The past, in other words, is always better – even the mythical past. After all, the past is set in stone: there are no surprises. The future, in contrast, is uncertain. Who knows what tomorrow will bring? After all, history itself is the story of the rise and fall of countless civilizations, is it not? What’s to stop our modern world from collapsing? And aren’t the signs of the Apocalypse all around us right now?
Hope for the future
We shouldn’t want to live in the past. And I’m not just saying that because it’s obviously impossible. What we should do instead is study the past. There are many reasons that you should become a student of history, not least for all the reasons we went through in the first episode of our podcast.

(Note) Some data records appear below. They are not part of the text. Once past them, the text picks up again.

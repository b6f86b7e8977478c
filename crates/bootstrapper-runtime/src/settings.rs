//! Runtime settings.
//!
//! Compile-time knobs of the firmware, expressed as a plain struct. `Default`
//! carries the stock values; a product overrides what it needs.

use bootstrapper_core::{DeviceConfig, RetryPolicy, Will};
use std::time::Duration;

/// Base name used when nothing else names the device.
pub const DEFAULT_DEVICE_NAME: &str = "ArduinoBootstrapper";

/// Default firmware-update listener port.
pub const DEFAULT_UPDATE_PORT: u16 = 8199;

/// Bootstrapper settings.
#[derive(Debug, Clone)]
pub struct Settings {
    /// Prefix of the name given to freshly provisioned devices.
    pub base_device_name: String,
    /// Four-character firmware tag reported in device info.
    pub firmware_tag: String,
    pub firmware_version: String,
    pub hardware_family: String,
    pub update_port: u16,
    /// Used when the stored record has no update passphrase.
    pub default_update_passphrase: String,
    pub retry: RetryPolicy,
    /// Keep retrying the broker inside one tick instead of once per tick.
    pub blocking_broker: bool,
    pub will: Will,
    /// Keep listening for provisioning frames once configured.
    pub provisioning_after_boot: bool,
    /// Wait quanta granted to the join after new credentials arrive.
    pub join_quanta: u32,
    /// Pause between two steady-state ticks.
    pub tick_interval: Duration,
    /// Built-in configuration. Takes precedence over the stored record.
    pub preset: Option<DeviceConfig>,
    /// Topic carrying the current time. Subscribed on every fresh session.
    pub time_topic: Option<String>,
    /// Gateway ping period while the link is up. `None` disables pinging.
    pub keepalive_interval: Option<Duration>,
}

impl Default for Settings {
    fn default() -> Self {
        Self {
            base_device_name: DEFAULT_DEVICE_NAME.to_string(),
            firmware_tag: "BOOT".to_string(),
            firmware_version: env!("CARGO_PKG_VERSION").to_string(),
            hardware_family: "ESP32".to_string(),
            update_port: DEFAULT_UPDATE_PORT,
            default_update_passphrase: String::new(),
            retry: RetryPolicy::default(),
            blocking_broker: true,
            will: Will::default(),
            provisioning_after_boot: true,
            join_quanta: 20,
            tick_interval: Duration::from_millis(10),
            preset: None,
            time_topic: None,
            keepalive_interval: None,
        }
    }
}

impl Settings {
    /// Firmware tag padded or cut to exactly four bytes.
    pub fn fixed_firmware_tag(&self) -> String {
        let mut tag: String = self.firmware_tag.chars().filter(char::is_ascii).take(4).collect();
        while tag.len() < 4 {
            tag.push(' ');
        }
        tag
    }
}

#[cfg(test)]
mod tests {
    use super::*;

    #[test]
    fn test_defaults() {
        let settings = Settings::default();
        assert_eq!(settings.update_port, 8199);
        assert_eq!(settings.retry.max_reconnect, 500);
        assert!(!settings.retry.fast_disconnect);
        assert!(settings.blocking_broker);
        assert!(!settings.will.is_enabled());
        assert_eq!(settings.time_topic, None);
        assert_eq!(settings.keepalive_interval, None);
    }

    #[test]
    fn test_fixed_firmware_tag() {
        let mut settings = Settings::default();
        assert_eq!(settings.fixed_firmware_tag(), "BOOT");
        settings.firmware_tag = "GW".to_string();
        assert_eq!(settings.fixed_firmware_tag(), "GW  ");
        settings.firmware_tag = "GLOWWORM".to_string();
        assert_eq!(settings.fixed_firmware_tag(), "GLOW");
    }
}
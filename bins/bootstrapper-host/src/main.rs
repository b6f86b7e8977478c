//! Device bootstrapper on a Linux host.
//!
//! Runs the same boot sequence as the firmware against host services: the
//! default route stands in for the station link, the config record is a
//! file, provisioning frames arrive on a serial port, and setup-form
//! submissions arrive over HTTP. A restart request rebuilds the bootstrapper
//! from the stored record.

mod platform;
mod portal;

use anyhow::Context;
use bootstrapper_core::{ByteStream, FileConfigStore, RetryPolicy, SystemClock};
use bootstrapper_runtime::{Bootstrapper, Platform, Settings};
use clap::Parser;
use platform::{HostLink, HostSystem, DryRunBroker, LoggingHooks, NoUpdates, SerialConsole};
use portal::SharedPortal;
use std::net::SocketAddr;
use std::path::PathBuf;
use std::sync::atomic::{AtomicBool, Ordering};
use std::sync::Arc;
use std::time::Duration;
use tracing_subscriber::{layer::SubscriberExt, util::SubscriberInitExt};

const SHUTDOWN_GRACE: Duration = Duration::from_secs(2);

#[derive(Debug, Clone, Parser)]
#[command(name = "bootstrapper")]
#[command(about = "Device bootstrapper host runner")]
struct Args {
    /// Path of the stored device record.
    #[arg(long, default_value = "setup.json")]
    config: PathBuf,

    /// Serial port carrying provisioning frames.
    #[arg(long)]
    serial: Option<String>,

    #[arg(long, default_value_t = 115_200)]
    baud: u32,

    /// Address of the setup-form endpoint.
    #[arg(long, default_value = "0.0.0.0:8080")]
    portal_addr: SocketAddr,

    #[arg(long, default_value_t = 500)]
    max_reconnect: u32,

    #[arg(long)]
    fast_disconnect: bool,

    /// One broker attempt per tick instead of retrying until connected.
    #[arg(long)]
    non_blocking_broker: bool,

    /// Ignore provisioning frames once the device is configured.
    #[arg(long)]
    no_serial_provisioning: bool,

    /// Topic carrying the current time; state is only published once it arrives.
    #[arg(long)]
    time_topic: Option<String>,
}

impl Args {
    fn settings(&self) -> Settings {
        Settings {
            retry: RetryPolicy::default()
                .with_max_reconnect(self.max_reconnect)
                .with_fast_disconnect(self.fast_disconnect),
            blocking_broker: !self.non_blocking_broker,
            provisioning_after_boot: !self.no_serial_provisioning,
            time_topic: self.time_topic.clone(),
            ..Settings::default()
        }
    }
}

#[tokio::main]
async fn main() -> anyhow::Result<()> {
    // Initialize tracing
    tracing_subscriber::registry()
        .with(tracing_subscriber::EnvFilter::new(
            std::env::var("RUST_LOG").unwrap_or_else(|_| "info,bootstrapper_runtime=debug".into()),
        ))
        .with(tracing_subscriber::fmt::layer())
        .init();

    let args = Args::parse();
    tracing::info!(config = %args.config.display(), "Bootstrapper starting...");

    let (submissions, inbox) = portal::portal_channel();
    let portal_addr = args.portal_addr;
    let portal_handle = tokio::spawn(async move {
        if let Err(e) = portal::serve(portal_addr, submissions).await {
            tracing::error!("Setup portal error: {}", e);
        }
    });

    let shutdown = Arc::new(AtomicBool::new(false));
    let boot_shutdown = shutdown.clone();
    let mut boot_handle = tokio::task::spawn_blocking(move || boot_loop(args, inbox, &boot_shutdown));

    tokio::select! {
        _ = tokio::signal::ctrl_c() => {
            tracing::info!("Received Ctrl+C, shutting down...");
            shutdown.store(true, Ordering::Relaxed);
            // The initial link acquisition only returns once the link is up.
            match tokio::time::timeout(SHUTDOWN_GRACE, &mut boot_handle).await {
                Ok(Ok(Err(e))) => tracing::error!("Boot loop error: {:#}", e),
                Ok(Err(e)) => tracing::error!("Boot loop panicked: {}", e),
                Ok(Ok(Ok(()))) => {}
                Err(_) => {
                    tracing::warn!("Boot loop still acquiring the link, exiting");
                    std::process::exit(0);
                }
            }
        }
        result = &mut boot_handle => {
            match result {
                Ok(Ok(())) => tracing::warn!("Boot loop stopped"),
                Ok(Err(e)) => tracing::error!("Boot loop error: {:#}", e),
                Err(e) => tracing::error!("Boot loop panicked: {}", e),
            }
        }
        _ = portal_handle => {
            tracing::warn!("Setup portal stopped");
            shutdown.store(true, Ordering::Relaxed);
        }
    }

    tracing::info!("Shutdown complete");
    Ok(())
}

/// Boot, run until restart or shutdown, and boot again on restart.
fn boot_loop(args: Args, portal: SharedPortal, shutdown: &AtomicBool) -> anyhow::Result<()> {
    let clock = Arc::new(SystemClock);
    loop {
        let system = HostSystem::new();
        let console = match &args.serial {
            Some(path) => Some(Box::new(SerialConsole::open(path, args.baud)?) as Box<dyn ByteStream>),
            None => None,
        };
        let platform = Platform {
            link: Box::new(HostLink::new()),
            broker: Box::new(DryRunBroker::new()),
            store: Box::new(FileConfigStore::new(&args.config)),
            clock: clock.clone(),
            watchdog: Box::new(system.clone()),
            system: Box::new(system.clone()),
            updater: Box::new(NoUpdates),
            console,
            portal: Some(Box::new(portal.clone())),
        };

        let mut bootstrapper = Bootstrapper::new(platform, args.settings(), Box::new(LoggingHooks));
        let phase = bootstrapper.run(shutdown).context("boot sequence failed")?;
        tracing::debug!(?phase, "Boot loop ended");

        if shutdown.load(Ordering::Relaxed) || !system.take_restart() {
            return Ok(());
        }
        tracing::info!("Restarting");
    }
}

Importantly, studying the past affords us with an idea of how things came to be. It offers the strongest evidence that things, on a whole, have a tendency to continuously improve. If you study the past, you’ll see that there’s every reason to be optimistic about the future.
Of course, there have been various disasters, like the fall of the Roman Empire in the West (AD 476) and the end of a number of civilizations at the end of the Bronze Age (ca. 1200 BC). To some individuals, close to the heart of where those disasters were felt most keenly, it must truly have seemed like the end of days. But for those further removed from the centres of power, life might have continued in more or less the same way as always, with change being affected over the long term.
Archaeologists in particular focus not on individuals, but on humanity as a whole. When seen from a long-term point of view, the “collapse” of a civilization isn’t so much an end point, as it marks a transformation. The end of the Roman Empire in the West wasn’t the end of history, but a turning point; a transitional period. From the ashes of Rome arose the medieval kingdoms of Europe. From the ashes of the Bronze Age civilizations emerged the Neo-Assyrian Empire, the Greek city-states, and more.
The end of the Bronze Age also ultimately led to the Iron Age, which marks an important technological advance: iron requires greater temperatures to be worked than tin and copper, the constituent metals used in the production of bronze. (In fact, one of the ways to guage technological development is by calculating how much energy the society in question is able to harness.)
When viewed over the long term, the general trend is that human civilization is continuously improving. The “Idea of Progress” may be unfashionable, and certainly isn’t linear, but the proof is undeniable. People live longer and healthier lives today than at any other point in history. Infant mortality is, on average, lower than ever. Technology has made the world increasingly smaller. Over the next century or so, we’ll likely venture beyond our planet and settle other places in the solar system.
Naturally, this doesn’t mean that things improve in and of themselves. People need to actively work at making things better. But if history tells us anything, it’s that good people outnumber the bad. Regardless of whatever tyrant or unethical group of oligarchs might be in charge, they won’t last forever. Tyrants never establish lasting dynasties. And when these bad people eventually fade from the scene, more often than not the activities of good people will come to the fore, making the world a better place for all.
Things are improving all over the world. Suffering is, of course, undeniable on the level of specific individuals and even groups of people, but on the whole humanity is doing pretty great. History shows that things will only get better in time. Optimism ultimately triumphs. Good people are ultimately the ones who have the most lasting impact.
All this to wish you a wonderful New Year from all of us here at Ancient World Magazine.